Here's a deal: For around $20,000-$25,000, the people at Left Coast Conversions will sell you a modular kit -- controller, batteries and motor -- to turn your Mazda Miata, Ford Focus or PT Cruiser into a fully functional electric car. For a little bit more, they will do it for you in three days. They will also convert other type of car, but it may take as long as a week and the price depends on the make and model of the car (they're currently working on a '76 Oldsmobile).
The cars generallly have a range of about 100 miles, and plug in to charging stations installed at 220V outlets.
Here's my alternative=energy transportation dream: Short-range EV plugged into a solar charging station; long-range diesel running biofuel for road trips. First I gotta come up with the $20,000, though (although as demand increases, says Left Coast founder Gadget, the price will come down).
Next year maybe they'll put you in one that can race.
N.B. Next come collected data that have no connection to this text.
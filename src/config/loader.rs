//! Configuration loading from disk.

use std::fs;
use std::path::Path;

use thiserror::Error;

use crate::config::schema::GuardConfig;
use crate::config::validation::{validate_config, ValidationError};

/// Environment variable overriding `tokens.secret`.
pub const SECRET_ENV: &str = "GUARD_TOKEN_SECRET";

/// Environment variable overriding `store.redis_url`.
pub const REDIS_URL_ENV: &str = "GUARD_REDIS_URL";

/// Error type for configuration loading.
#[derive(Debug, Error)]
pub enum ConfigError {
    #[error("IO error: {0}")]
    Io(#[from] std::io::Error),

    #[error("Parse error: {0}")]
    Parse(#[from] toml::de::Error),

    #[error("Validation failed: {}", join(.0))]
    Validation(Vec<ValidationError>),
}

fn join(errors: &[ValidationError]) -> String {
    errors
        .iter()
        .map(ToString::to_string)
        .collect::<Vec<_>>()
        .join(", ")
}

/// Load and validate configuration from a TOML file.
pub fn load_config(path: &Path) -> Result<GuardConfig, ConfigError> {
    let content = fs::read_to_string(path)?;
    parse_config(&content)
}

/// Parse TOML text, apply environment overrides, and validate.
pub fn parse_config(content: &str) -> Result<GuardConfig, ConfigError> {
    let mut config: GuardConfig = toml::from_str(content)?;
    apply_env_overrides(&mut config, |key| std::env::var(key).ok());

    validate_config(&config).map_err(ConfigError::Validation)?;

    Ok(config)
}

fn apply_env_overrides(config: &mut GuardConfig, lookup: impl Fn(&str) -> Option<String>) {
    if let Some(secret) = lookup(SECRET_ENV).filter(|s| !s.is_empty()) {
        config.tokens.secret = secret;
    }
    if let Some(url) = lookup(REDIS_URL_ENV).filter(|s| !s.is_empty()) {
        config.store.redis_url = Some(url);
    }
}
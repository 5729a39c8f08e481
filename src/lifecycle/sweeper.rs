//! Cancellable periodic background tasks.
//!
//! Each limiter gets its own sweep task. The task holds only a `Weak`
//! reference, so it ends when the limiter is dropped, when shutdown is
//! triggered, or when its `SweepHandle` is dropped.

use std::future::Future;
use std::ops::ControlFlow;
use std::sync::Arc;
use std::time::Duration;

use tokio::sync::broadcast;
use tokio::task::JoinHandle;
use tokio::time::{self, MissedTickBehavior};

/// State that must be pruned periodically to bound memory.
pub trait Sweep: Send + Sync + 'static {
    /// Label used in logs.
    fn name(&self) -> &'static str;

    /// Drop expired state. Returns the number of entries removed.
    fn sweep(&self) -> usize;
}

/// Owns a running periodic task. Dropping the handle stops the task.
#[derive(Debug)]
pub struct SweepHandle {
    name: &'static str,
    task: JoinHandle<()>,
}

impl SweepHandle {
    pub fn name(&self) -> &'static str {
        self.name
    }

    pub fn is_finished(&self) -> bool {
        self.task.is_finished()
    }
}

impl Drop for SweepHandle {
    fn drop(&mut self) {
        self.task.abort();
    }
}

/// Run `tick` every `interval` until it breaks or shutdown is signalled.
/// The first run happens one interval after spawning.
pub fn spawn_periodic<F, Fut>(
    name: &'static str,
    interval: Duration,
    mut shutdown: broadcast::Receiver<()>,
    mut tick: F,
) -> SweepHandle
where
    F: FnMut() -> Fut + Send + 'static,
    Fut: Future<Output = ControlFlow<()>> + Send,
{
    let start = time::Instant::now() + interval;
    let task = tokio::spawn(async move {
        let mut ticker = time::interval_at(start, interval);
        ticker.set_missed_tick_behavior(MissedTickBehavior::Delay);

        loop {
            tokio::select! {
                _ = ticker.tick() => {
                    if tick().await.is_break() {
                        tracing::debug!(task = name, "Periodic task owner dropped, exiting");
                        break;
                    }
                }
                _ = shutdown.recv() => {
                    tracing::debug!(task = name, "Periodic task received shutdown signal, exiting");
                    break;
                }
            }
        }
    });

    SweepHandle { name, task }
}

/// Sweep `target` every `interval`.
pub fn spawn_sweeper<S>(
    target: &Arc<S>,
    interval: Duration,
    shutdown: broadcast::Receiver<()>,
) -> SweepHandle
where
    S: Sweep + ?Sized,
{
    let weak = Arc::downgrade(target);
    let name = target.name();
    spawn_periodic(name, interval, shutdown, move || {
        let target = weak.upgrade();
        async move {
            let Some(target) = target else {
                return ControlFlow::Break(());
            };
            let removed = target.sweep();
            if removed > 0 {
                tracing::debug!(sweeper = name, removed, "Sweep pass");
            }
            ControlFlow::Continue(())
        }
    })
}

#[cfg(test)]
mod tests {
    use std::sync::atomic::{AtomicUsize, Ordering};

    use super::*;
    use crate::lifecycle::Shutdown;

    #[derive(Default)]
    struct Counter {
        passes: AtomicUsize,
    }

    impl Sweep for Counter {
        fn name(&self) -> &'static str {
            "counter"
        }

        fn sweep(&self) -> usize {
            self.passes.fetch_add(1, Ordering::SeqCst);
            0
        }
    }

    async fn settle() {
        for _ in 0..5 {
            tokio::task::yield_now().await;
        }
    }

    #[tokio::test(start_paused = true)]
    async fn test_sweeps_on_interval() {
        let shutdown = Shutdown::new();
        let counter = Arc::new(Counter::default());
        let _handle = spawn_sweeper(&counter, Duration::from_secs(60), shutdown.subscribe());

        settle().await;
        assert_eq!(counter.passes.load(Ordering::SeqCst), 0);

        tokio::time::advance(Duration::from_secs(60)).await;
        settle().await;
        assert_eq!(counter.passes.load(Ordering::SeqCst), 1);

        tokio::time::advance(Duration::from_secs(120)).await;
        settle().await;
        assert!(counter.passes.load(Ordering::SeqCst) >= 2);
    }

    #[tokio::test(start_paused = true)]
    async fn test_first_pass_anchored_at_spawn() {
        let shutdown = Shutdown::new();
        let counter = Arc::new(Counter::default());
        let _handle = spawn_sweeper(&counter, Duration::from_secs(60), shutdown.subscribe());

        // No poll before the clock moves.
        tokio::time::advance(Duration::from_secs(60)).await;
        settle().await;
        assert_eq!(counter.passes.load(Ordering::SeqCst), 1);
    }

    #[tokio::test(start_paused = true)]
    async fn test_stops_on_shutdown() {
        let shutdown = Shutdown::new();
        let counter = Arc::new(Counter::default());
        let handle = spawn_sweeper(&counter, Duration::from_secs(1), shutdown.subscribe());

        shutdown.trigger();
        settle().await;
        assert!(handle.is_finished());
    }

    #[tokio::test(start_paused = true)]
    async fn test_stops_when_owner_dropped() {
        let shutdown = Shutdown::new();
        let counter = Arc::new(Counter::default());
        let handle = spawn_sweeper(&counter, Duration::from_secs(1), shutdown.subscribe());
        drop(counter);

        tokio::time::advance(Duration::from_secs(1)).await;
        settle().await;
        assert!(handle.is_finished());
        assert_eq!(handle.name(), "counter");
    }

    #[tokio::test(start_paused = true)]
    async fn test_dropping_handle_stops_task() {
        let shutdown = Shutdown::new();
        let counter = Arc::new(Counter::default());
        drop(spawn_sweeper(&counter, Duration::from_secs(1), shutdown.subscribe()));
        settle().await;

        tokio::time::advance(Duration::from_secs(5)).await;
        settle().await;
        assert_eq!(counter.passes.load(Ordering::SeqCst), 0);
        // The aborted task released its receiver.
        assert_eq!(shutdown.receiver_count(), 0);
    }
}
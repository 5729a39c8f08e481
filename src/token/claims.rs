//! Access token claims and issued token pairs.

use std::time::{SystemTime, UNIX_EPOCH};

use serde::{Deserialize, Serialize};

/// `aud` claim: tokens from other issuers may carry a single string or an array.
#[derive(Debug, Clone, PartialEq, Eq, Serialize, Deserialize)]
#[serde(untagged)]
pub enum Audience {
    Single(String),
    Many(Vec<String>),
}

impl Audience {
    pub fn contains(&self, audience: &str) -> bool {
        match self {
            Self::Single(aud) => aud == audience,
            Self::Many(auds) => auds.iter().any(|aud| aud == audience),
        }
    }
}

/// Claims carried by a signed access token.
#[derive(Debug, Clone, PartialEq, Eq, Serialize, Deserialize)]
pub struct AccessClaims {
    /// Subject (account id).
    pub id: String,
    pub role: String,
    pub exp: u64,
    pub iat: u64,
    pub nbf: u64,
    pub jti: String,
    pub aud: Audience,
    #[serde(default, skip_serializing_if = "Option::is_none")]
    pub iss: Option<String>,
}

impl AccessClaims {
    /// Seconds until `exp`, zero once expired.
    pub fn remaining_secs(&self, now: u64) -> u64 {
        self.exp.saturating_sub(now)
    }
}

/// Access + refresh token pair returned by login and refresh.
#[derive(Debug, Clone, Serialize, Deserialize)]
pub struct TokenPair {
    pub access_token: String,
    pub refresh_token: String,
    pub token_type: String,
    /// Access token lifetime in seconds.
    pub expires_in: u64,
}

/// Current time as unix seconds.
pub fn now_secs() -> u64 {
    SystemTime::now()
        .duration_since(UNIX_EPOCH)
        .unwrap_or_default()
        .as_secs()
}

#[cfg(test)]
mod tests {
    use super::*;

    #[test]
    fn test_audience_accepts_string_or_array() {
        let single: Audience = serde_json::from_str(r#""guard""#).unwrap();
        assert!(single.contains("guard"));

        let many: Audience = serde_json::from_str(r#"["other", "guard"]"#).unwrap();
        assert!(many.contains("guard"));
        assert!(!many.contains("third"));
    }

    #[test]
    fn test_issuer_is_optional() {
        let claims: AccessClaims = serde_json::from_value(serde_json::json!({
            "id": "u1", "role": "user", "exp": 10, "iat": 1, "nbf": 1,
            "jti": "j", "aud": "guard"
        }))
        .unwrap();
        assert!(claims.iss.is_none());
        assert!(!serde_json::to_string(&claims).unwrap().contains("iss"));
        assert_eq!(claims.remaining_secs(4), 6);
        assert_eq!(claims.remaining_secs(40), 0);
    }
}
The California Air Resources Board today approved a plan to reduce emissions at the ports. If it lives up to its designs, the Emissions Reduction Plan (ERP) will reduce premature deaths caused by port pollution from the current 2,400 per year to 800 per year by 2020. That's good, I suppose. But I was there at the Long Beach Convention Center when this happened, and I can attest that not everyone was happy about it. Even the people who were sort of okay about it weren't happy about it.
Andrea Hricko of USC's Southern California Environmental Health Sciences Center put it this way (and I paraphrase): If an avian flu epidemic were claiming 2,400 lives in the state each year, and some scientists proposed reducing that by 800 by 2020, would that be acceptable?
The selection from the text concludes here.